--- Work task ---
The response should consist of the data reproduced word for word.
● ● ●
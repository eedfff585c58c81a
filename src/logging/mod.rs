//! Logging and observability
//!
//! Structured logging through `tracing`:
//! - human-readable console output
//! - optional JSON file output with daily or hourly rotation
//! - level from configuration, overridable with `RUST_LOG`
//!
//! Request documents are logged only at `trace` level, since they carry
//! patient data.

pub mod structured;

pub use structured::{init_logging, LoggingGuard};

/// Log a failed operation together with what was being attempted
///
/// # Example
///
/// ```no_run
/// use mis_client::log_error_with_context;
/// use mis_client::domain::MisError;
///
/// let error = MisError::Configuration("Invalid config".to_string());
/// log_error_with_context!(&error, "Failed to load configuration");
/// ```
#[macro_export]
macro_rules! log_error_with_context {
    ($error:expr, $context:expr) => {
        tracing::error!(
            error = %$error,
            context = $context,
            "Error occurred"
        );
    };
}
● ● ●
--- Reply ---
repository eedfff585c58c81a
filename src/logging/mod.rs
//! Logging and observability
//!
//! Structured logging through `tracing`:
//! - human-readable console output
//! - optional JSON file output with daily or hourly rotation
//! - level from configuration, overridable with `RUST_LOG`
//!
//! Request documents are logged only at `trace` level, since they carry
//! patient data.

pub mod structured;

pub use structured::{init_logging, LoggingGuard};

/// Log a failed operation together with what was being attempted
///
/// # Example
///
/// ```no_run
/// use mis_client::log_error_with_context;
/// use mis_client::domain::MisError;
///
/// let error = MisError::Configuration("Invalid config".to_string());
/// log_error_with_context!(&error, "Failed to load configuration");
/// ```
#[macro_export]
macro_rules! log_error_with_context {
    ($error:expr, $context:expr) => {
        tracing::error!(
            error = %$error,
            context = $context,
            "Error occurred"
        );
    };
}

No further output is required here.